DATASET RECORDS section start
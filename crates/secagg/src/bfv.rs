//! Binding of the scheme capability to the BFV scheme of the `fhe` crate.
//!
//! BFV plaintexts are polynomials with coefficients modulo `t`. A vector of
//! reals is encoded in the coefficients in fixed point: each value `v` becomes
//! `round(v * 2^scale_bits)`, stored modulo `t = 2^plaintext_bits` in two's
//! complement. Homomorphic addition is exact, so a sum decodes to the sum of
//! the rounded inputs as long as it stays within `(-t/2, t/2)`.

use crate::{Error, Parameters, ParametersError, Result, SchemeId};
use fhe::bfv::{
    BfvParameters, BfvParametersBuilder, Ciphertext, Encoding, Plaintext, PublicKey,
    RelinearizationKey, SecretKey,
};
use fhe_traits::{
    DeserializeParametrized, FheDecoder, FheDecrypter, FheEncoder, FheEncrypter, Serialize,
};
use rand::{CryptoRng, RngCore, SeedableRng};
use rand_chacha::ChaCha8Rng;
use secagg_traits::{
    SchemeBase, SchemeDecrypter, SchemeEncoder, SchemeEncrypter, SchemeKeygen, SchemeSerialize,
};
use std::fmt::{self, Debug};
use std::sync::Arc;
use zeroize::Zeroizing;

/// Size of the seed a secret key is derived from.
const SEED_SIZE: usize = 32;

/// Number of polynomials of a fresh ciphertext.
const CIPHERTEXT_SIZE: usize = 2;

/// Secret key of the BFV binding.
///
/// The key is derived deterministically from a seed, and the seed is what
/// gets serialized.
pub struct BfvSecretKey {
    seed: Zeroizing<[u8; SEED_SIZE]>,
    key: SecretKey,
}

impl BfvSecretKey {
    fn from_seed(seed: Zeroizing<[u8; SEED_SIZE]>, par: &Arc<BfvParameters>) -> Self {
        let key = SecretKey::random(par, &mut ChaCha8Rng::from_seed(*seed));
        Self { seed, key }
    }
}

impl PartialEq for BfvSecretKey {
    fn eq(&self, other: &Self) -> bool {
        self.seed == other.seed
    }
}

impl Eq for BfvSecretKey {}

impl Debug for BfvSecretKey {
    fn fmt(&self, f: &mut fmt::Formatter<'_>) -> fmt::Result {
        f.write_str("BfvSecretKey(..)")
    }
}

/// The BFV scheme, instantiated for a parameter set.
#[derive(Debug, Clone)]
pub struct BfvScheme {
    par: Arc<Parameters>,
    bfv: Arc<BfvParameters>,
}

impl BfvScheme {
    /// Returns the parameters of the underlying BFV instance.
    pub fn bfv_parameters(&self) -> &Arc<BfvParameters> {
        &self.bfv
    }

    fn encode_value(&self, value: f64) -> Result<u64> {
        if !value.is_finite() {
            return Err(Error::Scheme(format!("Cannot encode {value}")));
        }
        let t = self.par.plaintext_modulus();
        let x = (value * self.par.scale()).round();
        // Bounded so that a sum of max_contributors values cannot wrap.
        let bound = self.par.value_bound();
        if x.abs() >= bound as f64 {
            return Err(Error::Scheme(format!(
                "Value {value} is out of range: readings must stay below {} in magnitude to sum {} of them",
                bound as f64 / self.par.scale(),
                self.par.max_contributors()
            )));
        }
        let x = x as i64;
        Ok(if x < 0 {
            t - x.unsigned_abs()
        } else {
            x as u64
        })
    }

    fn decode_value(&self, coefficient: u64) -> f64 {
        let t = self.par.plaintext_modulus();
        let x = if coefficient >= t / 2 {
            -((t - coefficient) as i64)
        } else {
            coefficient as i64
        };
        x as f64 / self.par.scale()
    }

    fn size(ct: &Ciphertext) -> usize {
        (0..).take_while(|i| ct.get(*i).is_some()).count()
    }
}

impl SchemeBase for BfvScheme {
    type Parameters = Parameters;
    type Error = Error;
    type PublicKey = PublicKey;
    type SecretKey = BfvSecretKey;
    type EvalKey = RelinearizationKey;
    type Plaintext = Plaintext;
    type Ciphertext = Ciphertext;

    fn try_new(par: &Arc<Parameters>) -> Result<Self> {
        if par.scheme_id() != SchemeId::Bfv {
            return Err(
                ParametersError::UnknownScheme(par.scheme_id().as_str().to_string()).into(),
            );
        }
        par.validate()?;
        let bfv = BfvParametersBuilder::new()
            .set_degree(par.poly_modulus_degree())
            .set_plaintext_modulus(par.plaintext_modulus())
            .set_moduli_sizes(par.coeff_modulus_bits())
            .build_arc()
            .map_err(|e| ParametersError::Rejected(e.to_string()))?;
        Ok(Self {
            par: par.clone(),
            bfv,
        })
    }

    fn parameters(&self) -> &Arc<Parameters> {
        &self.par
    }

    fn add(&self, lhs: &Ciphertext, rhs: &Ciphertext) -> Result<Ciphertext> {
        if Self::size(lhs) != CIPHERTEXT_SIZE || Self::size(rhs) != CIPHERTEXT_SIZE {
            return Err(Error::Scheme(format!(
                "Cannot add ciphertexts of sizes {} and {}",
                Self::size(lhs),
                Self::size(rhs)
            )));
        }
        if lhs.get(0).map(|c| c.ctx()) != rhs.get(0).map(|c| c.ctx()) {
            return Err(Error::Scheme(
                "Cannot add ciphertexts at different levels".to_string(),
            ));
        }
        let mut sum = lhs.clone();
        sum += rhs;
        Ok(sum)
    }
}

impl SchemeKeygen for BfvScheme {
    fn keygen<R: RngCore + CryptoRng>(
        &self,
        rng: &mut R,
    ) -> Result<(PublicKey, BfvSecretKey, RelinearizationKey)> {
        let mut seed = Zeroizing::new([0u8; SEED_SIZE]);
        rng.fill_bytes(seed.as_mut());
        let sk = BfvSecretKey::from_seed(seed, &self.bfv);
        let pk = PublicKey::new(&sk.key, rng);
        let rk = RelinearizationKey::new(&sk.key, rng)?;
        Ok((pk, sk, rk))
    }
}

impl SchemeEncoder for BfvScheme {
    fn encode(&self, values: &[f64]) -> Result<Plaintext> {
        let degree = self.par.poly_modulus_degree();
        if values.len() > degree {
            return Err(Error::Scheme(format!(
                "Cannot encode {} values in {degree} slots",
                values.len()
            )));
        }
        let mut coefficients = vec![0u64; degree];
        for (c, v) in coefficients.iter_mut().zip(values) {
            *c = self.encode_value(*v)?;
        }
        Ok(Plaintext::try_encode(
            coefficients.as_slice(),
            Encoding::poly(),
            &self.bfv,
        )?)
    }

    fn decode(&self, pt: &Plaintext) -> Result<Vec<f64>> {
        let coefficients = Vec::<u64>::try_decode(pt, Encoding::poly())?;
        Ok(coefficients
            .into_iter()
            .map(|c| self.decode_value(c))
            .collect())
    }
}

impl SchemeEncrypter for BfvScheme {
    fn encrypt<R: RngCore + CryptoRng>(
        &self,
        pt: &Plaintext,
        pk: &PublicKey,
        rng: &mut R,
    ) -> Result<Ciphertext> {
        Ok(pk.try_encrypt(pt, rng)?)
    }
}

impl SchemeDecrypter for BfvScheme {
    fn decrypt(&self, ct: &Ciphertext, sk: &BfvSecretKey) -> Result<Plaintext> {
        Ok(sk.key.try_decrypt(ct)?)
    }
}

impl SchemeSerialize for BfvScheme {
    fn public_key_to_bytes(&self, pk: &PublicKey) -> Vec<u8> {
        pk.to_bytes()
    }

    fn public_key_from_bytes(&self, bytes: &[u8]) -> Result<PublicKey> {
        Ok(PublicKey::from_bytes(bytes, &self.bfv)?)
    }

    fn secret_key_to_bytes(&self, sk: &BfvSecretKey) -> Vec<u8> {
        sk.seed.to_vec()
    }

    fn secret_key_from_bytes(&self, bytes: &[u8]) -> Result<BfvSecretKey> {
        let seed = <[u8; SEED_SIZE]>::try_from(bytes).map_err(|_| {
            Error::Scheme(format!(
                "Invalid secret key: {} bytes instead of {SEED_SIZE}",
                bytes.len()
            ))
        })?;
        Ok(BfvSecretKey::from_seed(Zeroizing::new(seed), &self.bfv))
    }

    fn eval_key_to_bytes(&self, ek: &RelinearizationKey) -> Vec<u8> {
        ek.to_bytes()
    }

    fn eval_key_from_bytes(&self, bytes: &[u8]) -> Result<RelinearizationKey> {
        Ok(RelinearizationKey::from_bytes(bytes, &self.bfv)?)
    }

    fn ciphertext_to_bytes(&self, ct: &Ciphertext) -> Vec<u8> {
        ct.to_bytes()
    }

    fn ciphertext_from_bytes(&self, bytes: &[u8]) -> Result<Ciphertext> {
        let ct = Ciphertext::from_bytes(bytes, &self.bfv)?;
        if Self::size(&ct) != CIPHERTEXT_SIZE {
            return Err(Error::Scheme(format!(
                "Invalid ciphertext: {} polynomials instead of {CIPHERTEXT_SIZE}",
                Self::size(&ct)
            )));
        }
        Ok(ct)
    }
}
DATASET RECORDS section end
DATASET RECORDS section start
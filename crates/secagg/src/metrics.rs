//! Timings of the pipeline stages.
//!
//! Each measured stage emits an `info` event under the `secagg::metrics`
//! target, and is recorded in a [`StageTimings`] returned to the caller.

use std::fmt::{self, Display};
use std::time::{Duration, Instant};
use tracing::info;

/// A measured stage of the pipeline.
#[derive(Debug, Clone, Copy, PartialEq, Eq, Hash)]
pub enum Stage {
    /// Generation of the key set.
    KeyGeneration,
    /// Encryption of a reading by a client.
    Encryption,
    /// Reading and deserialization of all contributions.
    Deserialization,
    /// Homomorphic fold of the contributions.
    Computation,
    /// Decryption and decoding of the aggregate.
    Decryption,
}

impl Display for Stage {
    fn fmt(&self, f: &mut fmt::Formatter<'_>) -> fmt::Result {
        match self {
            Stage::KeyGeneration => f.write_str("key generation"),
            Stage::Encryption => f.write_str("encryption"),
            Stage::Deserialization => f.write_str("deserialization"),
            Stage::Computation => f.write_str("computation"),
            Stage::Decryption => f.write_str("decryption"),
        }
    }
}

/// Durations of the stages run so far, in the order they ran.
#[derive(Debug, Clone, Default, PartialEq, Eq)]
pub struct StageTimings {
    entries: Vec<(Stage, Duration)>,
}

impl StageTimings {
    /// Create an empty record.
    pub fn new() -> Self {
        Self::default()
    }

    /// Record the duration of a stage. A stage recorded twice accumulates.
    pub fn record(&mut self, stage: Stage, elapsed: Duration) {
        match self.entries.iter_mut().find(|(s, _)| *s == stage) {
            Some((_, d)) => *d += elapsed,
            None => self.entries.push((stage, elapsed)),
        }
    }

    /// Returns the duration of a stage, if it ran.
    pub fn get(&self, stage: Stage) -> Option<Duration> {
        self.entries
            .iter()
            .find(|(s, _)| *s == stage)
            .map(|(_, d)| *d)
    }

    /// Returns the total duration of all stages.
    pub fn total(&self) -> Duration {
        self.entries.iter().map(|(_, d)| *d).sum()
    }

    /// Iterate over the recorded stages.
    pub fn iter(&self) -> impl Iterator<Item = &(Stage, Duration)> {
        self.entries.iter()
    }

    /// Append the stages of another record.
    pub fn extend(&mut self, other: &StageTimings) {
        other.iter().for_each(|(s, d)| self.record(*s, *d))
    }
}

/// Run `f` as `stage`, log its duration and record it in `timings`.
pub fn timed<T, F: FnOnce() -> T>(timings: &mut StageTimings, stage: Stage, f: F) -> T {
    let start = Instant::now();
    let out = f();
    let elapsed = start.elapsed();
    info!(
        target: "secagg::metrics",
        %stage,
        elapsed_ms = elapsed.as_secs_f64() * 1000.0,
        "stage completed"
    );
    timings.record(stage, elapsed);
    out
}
DATASET RECORDS section end
DATASET RECORDS section start
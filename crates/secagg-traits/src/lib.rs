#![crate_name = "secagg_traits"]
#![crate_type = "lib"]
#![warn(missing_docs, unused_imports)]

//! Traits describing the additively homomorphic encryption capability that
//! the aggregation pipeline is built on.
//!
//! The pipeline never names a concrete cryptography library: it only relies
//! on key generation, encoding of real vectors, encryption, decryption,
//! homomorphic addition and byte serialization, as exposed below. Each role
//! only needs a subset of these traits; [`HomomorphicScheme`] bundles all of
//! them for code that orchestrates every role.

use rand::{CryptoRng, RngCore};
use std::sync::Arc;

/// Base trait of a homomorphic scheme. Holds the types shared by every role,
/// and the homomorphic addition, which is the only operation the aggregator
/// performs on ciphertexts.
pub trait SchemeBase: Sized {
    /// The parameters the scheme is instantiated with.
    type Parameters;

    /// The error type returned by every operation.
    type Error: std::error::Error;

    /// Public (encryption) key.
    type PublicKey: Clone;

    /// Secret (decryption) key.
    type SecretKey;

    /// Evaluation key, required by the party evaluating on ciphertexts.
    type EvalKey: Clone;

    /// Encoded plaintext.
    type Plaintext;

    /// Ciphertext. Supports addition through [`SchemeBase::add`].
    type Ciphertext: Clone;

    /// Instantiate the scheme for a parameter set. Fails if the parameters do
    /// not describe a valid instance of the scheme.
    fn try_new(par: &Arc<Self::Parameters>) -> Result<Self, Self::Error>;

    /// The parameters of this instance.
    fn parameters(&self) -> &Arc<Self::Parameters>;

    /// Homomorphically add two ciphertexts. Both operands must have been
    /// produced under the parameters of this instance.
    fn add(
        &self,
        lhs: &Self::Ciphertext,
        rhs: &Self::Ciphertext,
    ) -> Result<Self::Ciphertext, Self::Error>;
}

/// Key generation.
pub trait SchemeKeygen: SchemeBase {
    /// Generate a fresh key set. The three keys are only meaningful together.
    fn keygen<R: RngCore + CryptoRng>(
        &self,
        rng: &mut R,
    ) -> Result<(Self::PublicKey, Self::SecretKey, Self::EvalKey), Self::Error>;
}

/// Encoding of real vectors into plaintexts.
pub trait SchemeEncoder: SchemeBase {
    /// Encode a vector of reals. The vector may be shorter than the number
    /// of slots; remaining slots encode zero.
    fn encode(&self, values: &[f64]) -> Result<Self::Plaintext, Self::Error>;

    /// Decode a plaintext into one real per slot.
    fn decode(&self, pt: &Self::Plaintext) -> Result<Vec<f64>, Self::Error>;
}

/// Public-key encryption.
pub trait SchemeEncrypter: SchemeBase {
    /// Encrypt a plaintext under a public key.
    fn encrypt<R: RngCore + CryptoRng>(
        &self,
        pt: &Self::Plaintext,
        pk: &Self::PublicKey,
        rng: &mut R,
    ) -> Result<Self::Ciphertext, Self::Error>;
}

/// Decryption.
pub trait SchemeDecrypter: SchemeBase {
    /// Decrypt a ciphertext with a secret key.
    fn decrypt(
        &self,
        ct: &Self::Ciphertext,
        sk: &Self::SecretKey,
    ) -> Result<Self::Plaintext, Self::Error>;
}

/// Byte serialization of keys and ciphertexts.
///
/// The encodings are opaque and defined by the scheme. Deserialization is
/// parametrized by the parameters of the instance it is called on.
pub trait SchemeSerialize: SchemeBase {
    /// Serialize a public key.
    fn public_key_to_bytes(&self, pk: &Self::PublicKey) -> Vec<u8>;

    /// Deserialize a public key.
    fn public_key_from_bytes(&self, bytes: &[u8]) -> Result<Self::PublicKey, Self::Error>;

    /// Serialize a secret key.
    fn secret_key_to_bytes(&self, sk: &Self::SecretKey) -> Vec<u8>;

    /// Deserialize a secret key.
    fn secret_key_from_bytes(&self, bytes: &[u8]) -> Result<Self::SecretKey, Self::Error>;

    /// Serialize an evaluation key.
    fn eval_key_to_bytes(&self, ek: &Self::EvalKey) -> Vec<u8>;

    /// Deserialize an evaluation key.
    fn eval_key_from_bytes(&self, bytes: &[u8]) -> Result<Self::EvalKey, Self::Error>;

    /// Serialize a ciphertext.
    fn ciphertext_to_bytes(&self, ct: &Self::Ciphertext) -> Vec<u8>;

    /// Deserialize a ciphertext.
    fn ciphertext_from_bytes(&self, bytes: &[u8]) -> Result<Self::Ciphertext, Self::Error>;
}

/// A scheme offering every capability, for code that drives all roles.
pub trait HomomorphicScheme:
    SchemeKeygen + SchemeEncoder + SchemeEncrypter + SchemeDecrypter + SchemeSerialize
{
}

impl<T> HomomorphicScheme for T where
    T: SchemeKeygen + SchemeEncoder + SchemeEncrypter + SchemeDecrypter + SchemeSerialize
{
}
DATASET RECORDS section end
■ WORK REQUIRED ■
Find the line with "filename crates/secagg/src/bfv.rs" in the entries above. Retype it and each line after it, exactly, through the line with "reals is encoded", and stop there.

■ SOLUTION ■
filename crates/secagg/src/bfv.rs
//! Binding of the scheme capability to the BFV scheme of the `fhe` crate.
//!
//! BFV plaintexts are polynomials with coefficients modulo `t`. A vector of
//! reals is encoded in the coefficients in fixed point: each value `v` becomes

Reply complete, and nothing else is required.